Keputusan ini menandai babak baru dalam perang dagang antara dua raksasa ekonomi dunia. Dampaknya sudah terasa, mulai dari guncangan pasar keuangan global hingga kekhawatiran akan resesi internasional. Penasihat Ekonomi Gedung Putih, Kevin Hassett, dalam wawancaranya dengan Fox News, menegaskan bahwa AS saat ini memprioritaskan aliansi dan mitra dagang seperti Jepang dan Korea Selatan.

China Bukan Prioritas Negosiasi

Meskipun AS membuka pintu dialog dengan sejumlah negara, China justru tidak termasuk dalam daftar prioritas negosiasi. Tarif super tinggi tetap diterapkan sebagai respons atas aksi balasan Beijing pekan lalu yang dianggap sebagai "tantangan langsung". "Presiden Trump sudah sangat jelas, tidak akan ada pengecualian tarif dalam waktu dekat," tegas Jamieson Greer, Kepala Negosiator Perdagangan AS, di hadapan Kongres, seperti dilansir Reuters.

China, melalui Kementerian Perdagangannya, mengecam keras kebijakan tarif ini, menyebutnya sebagai bentuk "pemerasan" dan menegaskan tidak akan tunduk pada tekanan AS. "Kami akan melawan sampai akhir jika AS tetap keras kepala," tegas juru bicara kementerian tersebut. China juga telah mengumumkan tarif balasan sebesar 34% untuk produk AS yang berlaku mulai Kamis.

Negosiasi dengan Sekutu dan Ancaman Tarif Balasan

Sementara itu, Gedung Putih aktif menjajaki perjanjian dagang bilateral dengan sekutu dekatnya, Jepang dan Korea Selatan. Perdana Menteri Italia, Giorgia Meloni, juga dijadwalkan berkunjung ke AS minggu depan untuk membahas hubungan dagang AS-Uni Eropa. Trump menginstruksikan timnya untuk merancang kesepakatan khusus dengan hampir 70 negara yang telah menghubungi Washington untuk negosiasi atau pengecualian tarif.

Di sisi lain, Komisi Eropa mempertimbangkan tarif balasan 25% untuk beberapa produk AS, seperti kacang kedelai dan almond, meski produk seperti bourbon whiskey untuk sementara dikecualikan. Para menteri perdagangan Uni Eropa juga menyuarakan kekhawatiran tentang dampak tarif terhadap industri otomotif dan logam, serta potensi tarif 20% lainnya.

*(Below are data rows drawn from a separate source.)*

//! Capabilities the gutter consumes from the host text view
//!
//! The host owns document storage, wrapping, caret placement and scrolling.
//! The gutter only queries it through these traits and never mutates it
//! beyond registering notifiers.

use std::cell::RefCell;
use std::rc::Rc;

use crate::error::Result;
use crate::messages::Channel;
use crate::schedule::Notifier;
use crate::view::VerticalExtent;

/// Shared handle to the host editor. The host keeps its own clone.
pub type EditorRef<H> = Rc<RefCell<H>>;

/// Read-only queries over the host's logical line structure
pub trait LineIndexer {
    /// 0-based index of the logical line containing `offset`
    fn line_index_for_offset(&self, offset: usize) -> Result<usize>;

    /// Document offset at which logical line `line_index` starts
    fn line_start_offset(&self, line_index: usize) -> Result<usize>;

    /// The line index if `offset` is exactly the start of its logical line,
    /// `None` for offsets inside a line (e.g. wrapped continuation rows).
    fn line_start_index(&self, offset: usize) -> Result<Option<usize>> {
        let index = self.line_index_for_offset(offset)?;
        let start = self.line_start_offset(index)?;
        Ok((start == offset).then_some(index))
    }
}

/// Read-only queries over the host's pixel layout
pub trait MetricsProvider {
    /// Nearest document offset to a point in view coordinates
    fn point_to_offset(&self, x: i32, y: i32) -> usize;

    /// Vertical extent of the visual row containing `offset`
    fn offset_to_vertical_extent(&self, offset: usize) -> Result<VerticalExtent>;

    /// Last offset of the visual row containing `offset`; the next row
    /// starts one past it.
    fn row_end_offset(&self, offset: usize) -> Result<usize>;
}

/// Everything the gutter needs from the host editor
pub trait EditorHost: LineIndexer + MetricsProvider {
    fn caret_offset(&self) -> usize;

    /// Descent of the host's text font in pixels
    fn font_descent(&self) -> i32;

    /// Height of the host component in pixels
    fn host_height(&self) -> i32;

    /// Register a notifier for one change channel
    fn subscribe(&mut self, channel: Channel, notifier: Notifier);
}
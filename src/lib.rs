//! Line-number gutter for text views
//!
//! This crate provides a gutter widget that numbers the logical lines of a
//! host text view, highlights the caret's line, and keeps its own width in
//! step with the widest number it shows. The host reports changes through
//! per-channel notifiers and receives Elm-style commands back.

pub mod cli;
pub mod commands;
pub mod config;
pub mod config_paths;
pub mod error;
pub mod font;
pub mod gutter;
pub mod host;
pub mod messages;
pub mod model;
pub mod schedule;
pub mod theme;
pub mod tracing;
pub mod view;

// Re-export commonly used types
pub use commands::Cmd;
pub use config::GutterConfig;
pub use error::{GutterError, Result};
pub use font::{FontHandle, FontSpec, FontSystem, FontdueFonts};
pub use gutter::{GutterOptions, GutterWidget, LineLabel};
pub use host::{EditorHost, EditorRef, LineIndexer, MetricsProvider};
pub use messages::{Channel, Notification};
pub use model::TextView;
pub use schedule::{Notifier, RepaintState};
pub use theme::{Color, GutterPalette, Theme};
pub use view::{Canvas, Frame, FramePainter, Rect, Size};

Kekhawatiran juga datang dari industri farmasi Eropa. Dalam pertemuan dengan Presiden Komisi Eropa Ursula von der Leyen, mereka memperingatkan bahwa kebijakan Trump justru bisa memindahkan industri farmasi dari Eropa ke AS. "Kita harus mempertimbangkan semua opsi, termasuk untuk jasa dan barang. Uni Eropa punya banyak 'senjata' dan bisa digunakan secara agresif," ujar Menteri Perdagangan Prancis Laurent Saint-Martin.

Guncangan Pasar dan Dampak Ekonomi

Kebijakan tarif ini langsung mengguncang pasar keuangan. Indeks saham AS kembali turun, sementara bursa saham Eropa sedikit membaik setelah empat hari anjlok. Dampak ekonomi pun mulai terasa. Survei Reuters/Ipsos menunjukkan tiga dari empat warga AS mengantisipasi kenaikan harga.

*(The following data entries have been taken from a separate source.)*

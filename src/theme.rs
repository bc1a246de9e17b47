//! Gutter color themes
//!
//! Provides YAML-based theming with compile-time embedded themes and
//! user-defined themes from the config directory.
//!
//! Theme loading priority:
//! 1. User config: `~/.config/line-gutter/themes/{id}.yaml`
//! 2. Embedded: Built-in themes compiled into binary

use std::path::Path;

use serde::Deserialize;

// Embed theme YAML files at compile time
pub const CLASSIC_YAML: &str = include_str!("../themes/classic.yaml");
pub const DEFAULT_DARK_YAML: &str = include_str!("../themes/default-dark.yaml");

/// A built-in theme entry
pub struct BuiltinTheme {
    /// Stable identifier for config (e.g. "classic", "default-dark")
    pub id: &'static str,
    /// Embedded YAML content
    pub yaml: &'static str,
}

/// Registry of all built-in themes
pub const BUILTIN_THEMES: &[BuiltinTheme] = &[
    BuiltinTheme {
        id: "classic",
        yaml: CLASSIC_YAML,
    },
    BuiltinTheme {
        id: "default-dark",
        yaml: DEFAULT_DARK_YAML,
    },
];

/// Load a theme from a YAML file
pub fn from_file(path: &Path) -> Result<Theme, String> {
    let content = std::fs::read_to_string(path)
        .map_err(|e| format!("Failed to read theme file {}: {}", path.display(), e))?;
    Theme::from_yaml(&content)
}

/// Load theme by id with priority: user → builtin
pub fn load_theme(id: &str) -> Result<Theme, String> {
    if let Some(user_dir) = crate::config_paths::themes_dir() {
        let user_path = user_dir.join(format!("{}.yaml", id));
        if user_path.exists() {
            tracing::info!("Loading user theme from {}", user_path.display());
            return from_file(&user_path);
        }
    }

    tracing::info!("Loading builtin theme: {}", id);
    Theme::from_builtin(id)
}

/// RGBA color (0-255 per channel)
#[derive(Debug, Clone, Copy, Default, PartialEq, Eq, Hash)]
pub struct Color {
    pub r: u8,
    pub g: u8,
    pub b: u8,
    pub a: u8,
}

impl Color {
    pub const BLACK: Color = Color::rgb(0, 0, 0);
    pub const WHITE: Color = Color::rgb(0xFF, 0xFF, 0xFF);
    pub const RED: Color = Color::rgb(0xFF, 0, 0);

    /// Create a new color from RGB values (alpha defaults to 255)
    pub const fn rgb(r: u8, g: u8, b: u8) -> Self {
        Self { r, g, b, a: 255 }
    }

    /// Create a new color from RGBA values
    pub const fn rgba(r: u8, g: u8, b: u8, a: u8) -> Self {
        Self { r, g, b, a }
    }

    /// Convert to ARGB u32 for pixel buffers
    pub fn to_argb_u32(&self) -> u32 {
        ((self.a as u32) << 24) | ((self.r as u32) << 16) | ((self.g as u32) << 8) | (self.b as u32)
    }

    /// Parse from "#RRGGBB" or "#RRGGBBAA" hex string
    pub fn from_hex(s: &str) -> Result<Self, String> {
        let s = s.trim_start_matches('#');
        if !s.is_ascii() {
            return Err(format!("Invalid color format: {}", s));
        }
        let channel = |range: std::ops::Range<usize>| {
            u8::from_str_radix(&s[range], 16).map_err(|e| e.to_string())
        };
        match s.len() {
            6 => Ok(Color {
                r: channel(0..2)?,
                g: channel(2..4)?,
                b: channel(4..6)?,
                a: 255,
            }),
            8 => Ok(Color {
                r: channel(0..2)?,
                g: channel(2..4)?,
                b: channel(4..6)?,
                a: channel(6..8)?,
            }),
            _ => Err(format!("Invalid color format: {}", s)),
        }
    }
}

/// Raw theme data as parsed from YAML
#[derive(Debug, Clone, Deserialize)]
pub struct ThemeData {
    pub version: u32,
    pub name: String,
    #[serde(default)]
    pub description: Option<String>,
    pub gutter: GutterThemeData,
}

/// Gutter colors (raw strings from YAML)
#[derive(Debug, Clone, Deserialize)]
pub struct GutterThemeData {
    pub background: String,
    pub line_number: String,
    pub current_line_number: String,
}

/// The gutter's semantic colors
#[derive(Debug, Clone, Copy, PartialEq, Eq)]
pub struct GutterPalette {
    /// Fill behind the numbers
    pub background: Color,
    /// Default label color
    pub line_number: Color,
    /// Label color for the line holding the caret
    pub current_line_number: Color,
}

impl GutterPalette {
    /// Black numbers, red current line, white fill
    pub const fn classic() -> Self {
        Self {
            background: Color::WHITE,
            line_number: Color::BLACK,
            current_line_number: Color::RED,
        }
    }
}

impl Default for GutterPalette {
    fn default() -> Self {
        Self::classic()
    }
}

/// Resolved theme with parsed colors
#[derive(Debug, Clone)]
pub struct Theme {
    pub name: String,
    pub gutter: GutterPalette,
}

impl Theme {
    /// Load theme from YAML string
    pub fn from_yaml(yaml: &str) -> Result<Self, String> {
        let data: ThemeData =
            serde_yaml::from_str(yaml).map_err(|e| format!("YAML parse error: {}", e))?;
        Self::from_data(data)
    }

    /// Load a built-in theme by id
    pub fn from_builtin(id: &str) -> Result<Self, String> {
        let entry = BUILTIN_THEMES
            .iter()
            .find(|t| t.id == id)
            .ok_or_else(|| format!("Unknown theme id: {}", id))?;
        Theme::from_yaml(entry.yaml)
    }

    /// Convert raw theme data to resolved theme
    pub fn from_data(data: ThemeData) -> Result<Self, String> {
        if data.version != 1 {
            return Err(format!("Unsupported theme version: {}", data.version));
        }
        Ok(Theme {
            name: data.name,
            gutter: GutterPalette {
                background: Color::from_hex(&data.gutter.background)?,
                line_number: Color::from_hex(&data.gutter.line_number)?,
                current_line_number: Color::from_hex(&data.gutter.current_line_number)?,
            },
        })
    }

    /// Classic theme (YAML-backed with Rust fallback)
    pub fn classic() -> Self {
        Theme::from_yaml(CLASSIC_YAML).unwrap_or_else(|_| Theme {
            name: "Classic".to_string(),
            gutter: GutterPalette::classic(),
        })
    }
}

impl Default for Theme {
    fn default() -> Self {
        Self::classic()
    }
}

Beberapa perusahaan, seperti Micron Technology, mengumumkan akan menambahkan biaya tambahan. Peritel pakaian menunda pemesanan dan menahan perekrutan. Asosiasi industri alas kaki memperkirakan harga sepatu lari buatan Vietnam akan melonjak. Kepanikan juga melanda konsumen. "Saya memborong stok - kacang, makanan kaleng, tepung, semuanya," kata Thomas Jennings (53), saat berbelanja di Walmart, New Jersey.

Senjata Politik dan Ekonomi Bermata Dua?

Meskipun dihujani kritik, Trump yakin tarif ini akan memulihkan industri dalam negeri. "Jangan lemah! Jangan bodoh!" serunya. Ia percaya tarif tinggi akan memaksa perusahaan asing memindahkan operasinya ke AS. Namun, banyak ekonom dan bahkan pendukung Partai Republik khawatir. CEO JPMorgan Chase, Jamie Dimon, memperingatkan potensi inflasi, sementara Senator Ted Cruz khawatir akan krisis lapangan kerja dan kenaikan harga, yang bisa menjadi "bencana politik" bagi Partai Republik.

FAQ

Apakah tarif ini akan berdampak pada harga barang di Indonesia, Bu Sri Mulyani? (Pertanyaan dari Ani, Jakarta)

Sri Mulyani Indrawati: Meskipun dampaknya tidak langsung, potensi kenaikan harga barang impor dari AS dan China tetap ada. Pemerintah akan terus memantau dan mengambil langkah-langkah yang diperlukan untuk menjaga stabilitas harga di dalam negeri.